(If anyone knows how to make those cover images smaller, can they please let me know!)
I really like Irish. I hadn’t much heed on it in school and scraped into St. Pats on the minimal mark they let people in with, but summers in Eachléim had given me a grá for speaking Irish and somewhere between school and here, I fell in love with the language.
I also love islands, so moving to a Gaeltacht island has been a solid life choice.
There are many joys to my life on the island – the scenery, the unfussiness of it all, my job, the sea – but perhaps my greatest joy is hearing Irish spoken and used every day. There are challenges in developing and bettering my Irish, but they’re small potatoes compared to the honour of being where the language lives.
I am on the backfoot speaking Irish. Though an online test tells me I am an Advanced Learner, I don’t feel particularly ‘advanced’ when I’m mid-sentence and realise I don’t know how to finish it. There’s nothing ‘advanced’ either about the quip that zings in English, but flops in Irish. My brain is on fire from trying to carry on conversations while furiously scrolling my lexicon, switching around words and rephrasing, scrambling for a different way of conveying what I’m trying to say, resisting the temptation just to say the damned thing in English.
The temptation is say the damned thing in English is never not there.
But on the other hand, I’m always learning. The most offhand comment over lunch or out walking will ping a lightbulb in my brain – ah! That’s how you say that! Or even better, when I hear a better version of what I was saying – one more elegant, more lyrical, more poetic.
I record any new words or phrases on the phone and WhatsApp them to myself to write in the notebook later. I stick to watching TG4 so that even when flopped in front of the tele, I’m learning. Every episode of Ros na Rún is explosive when you only understood half of it, and miss all of the subtleties of the dialogue. I’ve gotten the complete wrong end of the stick from a few stories on the Radió na Gaeltachta news, but that’s happening less and less now.
Developing my Irish takes bit of resilience too – or brazening it out – because nothing makes me more self-conscious than what’s coming out of my mouth (she said, in her blog). Children tend to pick up languages quicker because they’re less self-conscious about making mistakes.
Most of the time I’m grand, and most people I chat with freely (and am happy when my mistakes are corrected) but there are also situations where I get nervous and trip over the simplest of phrases, where I speak too fast to cover up the mistakes I know I’m going to make. Though I know I’d scarcely register the mistakes of someone learning English, it’s in the back of my mind that people will think me a fool if I make a similar mistake as Gaeilge no matter how often the rational part of me tells me they won’t.

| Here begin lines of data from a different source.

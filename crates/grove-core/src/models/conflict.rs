//! Sync conflict model

use serde::{Deserialize, Serialize};
use std::fmt;
use std::str::FromStr;

use crate::error::{Error, Result};

use super::change::{EntitySnapshot, EntityType};
use super::device::DeviceId;
use super::id::uuid_id;

uuid_id! {
    /// A unique identifier for a recorded conflict
    ConflictId
}

/// Lifecycle of a conflict; every status except `Open` is terminal.
#[derive(Debug, Clone, Copy, PartialEq, Eq, Serialize, Deserialize)]
#[serde(rename_all = "snake_case")]
pub enum ConflictStatus {
    Open,
    ResolvedLocal,
    ResolvedRemote,
    ResolvedMerge,
}

impl ConflictStatus {
    pub const fn as_str(self) -> &'static str {
        match self {
            Self::Open => "open",
            Self::ResolvedLocal => "resolved_local",
            Self::ResolvedRemote => "resolved_remote",
            Self::ResolvedMerge => "resolved_merge",
        }
    }

    pub const fn is_open(self) -> bool {
        matches!(self, Self::Open)
    }
}

impl fmt::Display for ConflictStatus {
    fn fmt(&self, f: &mut fmt::Formatter<'_>) -> fmt::Result {
        f.write_str(self.as_str())
    }
}

impl FromStr for ConflictStatus {
    type Err = Error;

    fn from_str(s: &str) -> Result<Self> {
        match s {
            "open" => Ok(Self::Open),
            "resolved_local" => Ok(Self::ResolvedLocal),
            "resolved_remote" => Ok(Self::ResolvedRemote),
            "resolved_merge" => Ok(Self::ResolvedMerge),
            other => Err(Error::Database(format!("unknown conflict status: {other}"))),
        }
    }
}

/// Operator choice when resolving a conflict.
#[derive(Debug, Clone, Copy, PartialEq, Eq, Serialize, Deserialize)]
#[serde(rename_all = "snake_case")]
pub enum ResolutionChoice {
    /// Keep the local snapshot
    Local,
    /// Overwrite local with the remote snapshot
    Remote,
    /// Combine both using the entity's merge rule
    Merge,
}

impl ResolutionChoice {
    pub const fn resulting_status(self) -> ConflictStatus {
        match self {
            Self::Local => ConflictStatus::ResolvedLocal,
            Self::Remote => ConflictStatus::ResolvedRemote,
            Self::Merge => ConflictStatus::ResolvedMerge,
        }
    }
}

impl FromStr for ResolutionChoice {
    type Err = Error;

    fn from_str(s: &str) -> Result<Self> {
        match s.trim().to_ascii_lowercase().as_str() {
            "local" | "keep_local" => Ok(Self::Local),
            "remote" | "keep_remote" => Ok(Self::Remote),
            "merge" => Ok(Self::Merge),
            other => Err(Error::validation(
                "choice",
                format!("expected local, remote or merge, got {other}"),
            )),
        }
    }
}

/// Two snapshots of one entity that could not be reconciled automatically.
#[derive(Debug, Clone, PartialEq, Eq, Serialize, Deserialize)]
pub struct Conflict {
    pub id: ConflictId,
    pub entity_type: EntityType,
    pub entity_id: String,
    /// Local state when the conflict was detected
    pub local_snapshot: EntitySnapshot,
    /// Incoming state that was not applied
    pub remote_snapshot: EntitySnapshot,
    pub remote_device_id: Option<DeviceId>,
    pub remote_device_name: Option<String>,
    /// Detection timestamp (Unix ms)
    pub detected_at: i64,
    pub status: ConflictStatus,
    /// Resolution timestamp (Unix ms)
    pub resolved_at: Option<i64>,
}

#[cfg(test)]
mod tests {
    use super::*;

    #[test]
    fn status_round_trips_through_str() {
        for status in [
            ConflictStatus::Open,
            ConflictStatus::ResolvedLocal,
            ConflictStatus::ResolvedRemote,
            ConflictStatus::ResolvedMerge,
        ] {
            assert_eq!(status.as_str().parse::<ConflictStatus>().unwrap(), status);
        }
    }

    #[test]
    fn choice_parses_aliases() {
        assert_eq!("keep_local".parse::<ResolutionChoice>().unwrap(), ResolutionChoice::Local);
        assert_eq!(" Remote ".parse::<ResolutionChoice>().unwrap(), ResolutionChoice::Remote);
        assert_eq!("merge".parse::<ResolutionChoice>().unwrap(), ResolutionChoice::Merge);
        assert!("both".parse::<ResolutionChoice>().is_err());
    }

    #[test]
    fn only_open_is_not_terminal() {
        assert!(ConflictStatus::Open.is_open());
        assert!(!ResolutionChoice::Merge.resulting_status().is_open());
    }
}
//! Tag model
//!
//! Tags form a forest through `parent_id`. Cycle checks need the stored
//! ancestors, so they live with the repository rather than here.

use serde::{Deserialize, Serialize};

use crate::error::{Error, Result};
use crate::util::now_millis;

use super::id::uuid_id;
use super::note::NoteId;

/// Maximum tag name length in characters
pub const MAX_TAG_NAME_CHARS: usize = 100;

/// Maximum ancestor chain walked when checking for cycles
pub const MAX_TAG_DEPTH: usize = 50;

uuid_id! {
    /// A unique identifier for a tag
    TagId
}

/// A tag for organizing notes
#[derive(Debug, Clone, PartialEq, Eq, Serialize, Deserialize)]
pub struct Tag {
    /// Unique identifier
    pub id: TagId,
    /// Display name
    pub name: String,
    /// Parent tag, `None` for roots
    pub parent_id: Option<TagId>,
    /// Creation timestamp (Unix ms)
    pub created_at: i64,
    /// Last modification timestamp (Unix ms)
    pub modified_at: i64,
    /// Tombstone timestamp (Unix ms)
    pub deleted_at: Option<i64>,
}

impl Tag {
    /// Create a new tag; the name is trimmed and validated.
    pub fn new(name: impl AsRef<str>, parent_id: Option<TagId>) -> Result<Self> {
        let name = normalize_tag_name(name.as_ref())?;
        let now = now_millis();
        Ok(Self {
            id: TagId::new(),
            name,
            parent_id,
            created_at: now,
            modified_at: now,
            deleted_at: None,
        })
    }

    pub const fn is_deleted(&self) -> bool {
        self.deleted_at.is_some()
    }
}

/// Association between a note and a tag.
///
/// Keyed by the `(note_id, tag_id)` pair so the same association created on two
/// devices converges to one row.
#[derive(Debug, Clone, PartialEq, Eq, Serialize, Deserialize)]
pub struct NoteTag {
    pub note_id: NoteId,
    pub tag_id: TagId,
    /// Creation timestamp (Unix ms)
    pub created_at: i64,
    /// Last modification timestamp (Unix ms)
    pub modified_at: i64,
    /// Tombstone timestamp (Unix ms)
    pub deleted_at: Option<i64>,
}

impl NoteTag {
    pub fn new(note_id: NoteId, tag_id: TagId) -> Self {
        let now = now_millis();
        Self {
            note_id,
            tag_id,
            created_at: now,
            modified_at: now,
            deleted_at: None,
        }
    }

    /// Wire identifier: `<note_id>:<tag_id>`
    pub fn key(&self) -> String {
        note_tag_key(&self.note_id, &self.tag_id)
    }

    pub const fn is_deleted(&self) -> bool {
        self.deleted_at.is_some()
    }
}

pub fn note_tag_key(note_id: &NoteId, tag_id: &TagId) -> String {
    format!("{note_id}:{tag_id}")
}

/// Trim and validate a tag name
pub fn normalize_tag_name(name: &str) -> Result<String> {
    let name = name.trim();
    if name.is_empty() {
        return Err(Error::validation("name", "tag name cannot be empty"));
    }
    if name.chars().count() > MAX_TAG_NAME_CHARS {
        return Err(Error::validation(
            "name",
            format!("tag name exceeds {MAX_TAG_NAME_CHARS} characters"),
        ));
    }
    if name.contains('/') {
        return Err(Error::validation("name", "tag name cannot contain '/'"));
    }
    Ok(name.to_string())
}

#[cfg(test)]
mod tests {
    use super::*;

    #[test]
    fn test_tag_creation_trims_name() {
        let tag = Tag::new("  work  ", None).unwrap();
        assert_eq!(tag.name, "work");
        assert_eq!(tag.parent_id, None);
    }

    #[test]
    fn test_tag_name_validation() {
        assert!(Tag::new("", None).is_err());
        assert!(Tag::new("a/b", None).is_err());
        assert!(Tag::new("x".repeat(MAX_TAG_NAME_CHARS + 1), None).is_err());
        assert!(Tag::new("x".repeat(MAX_TAG_NAME_CHARS), None).is_ok());
    }

    #[test]
    fn test_note_tag_key() {
        let link = NoteTag::new(NoteId::new(), TagId::new());
        assert_eq!(link.key(), format!("{}:{}", link.note_id, link.tag_id));
        assert_eq!(link.key().len(), 65);
    }
}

A bit much? Tell me about it. But it’s not just me. Anyone interested in Irish has the cúpla focal but most hesitate to use it for fear of being thought a fool if they can’t keep up. They panic and just use English. English just always feels handier, and that’s unfortunate.
Fortunately, we are all far simpler creatures than we care to admit. We use the same words every day, we’re constantly drawing from the same small, well-worn banks. So it’s not a language that needs to be mastered, but our own banks of words. Master them and confidence will follow. With confidence comes comfort and ease.



A remarkable thing about learning and developing Irish on Inis Meáin is witnessing the language lived. Lived as a first language, as the language of transaction, of children in a schoolyard and men leaning on gates. Lived, not as performance or the proving of a point, but as the dominant language, the one best understood by those raised here.
Watching the language living and breathing has taught me much.
Firstly, Irish is the first language of muintir na gaeltachta just as English is mine. When native speakers want services be provided through Irish, it’s not to prove a point; it’s because they best understand official documents in their own language, just as I understand them better in English. Why shouldn’t native speakers have access to Irish-speaking Gardaí? I was mithered by Ventry being signposted as Cionn Trá in Kerry, never mind navigating public services or filling in forms in a second language. Speakers of a country’s native tongue shouldn’t have to do that.
Secondly, there isn’t an English for everything. Wondering what a surname or placename is in English is as irrelevant on the island as wondering what Markham is in German. Translators have colossal qualifications because languages don’t perfectly translate; their words and phrases are matched as closely as possible. Literal translations rarely land.
Thirdly, the variations of Irish within miles is astonishing. Teachers’ handbooks come in four dialects – Connaught, Munster, Ulster and standard – and even in the Connacht versions, my predecessors have crossed out words and replaced them with what’s used in these parts. Inis Meáin has its own unique turns on the language; a flower here is a pabhsaer, a potatoe is a fata, and the weather deserves its own dictionary. I’m always touched when older people make a point of highlighting and teaching me a local word, entrusting it to me, like pressing a pound coin into my palm.
Language is everywhere and though I might be exhausted by it, and though I’ll never truly master its richness and beauty, my love of the language has only grown. I’m hungry for it, always looking for more, and am extraordinarily privileged that I’m learning it from the best – from the masters themselves. I just hope I don’t wear out their patience.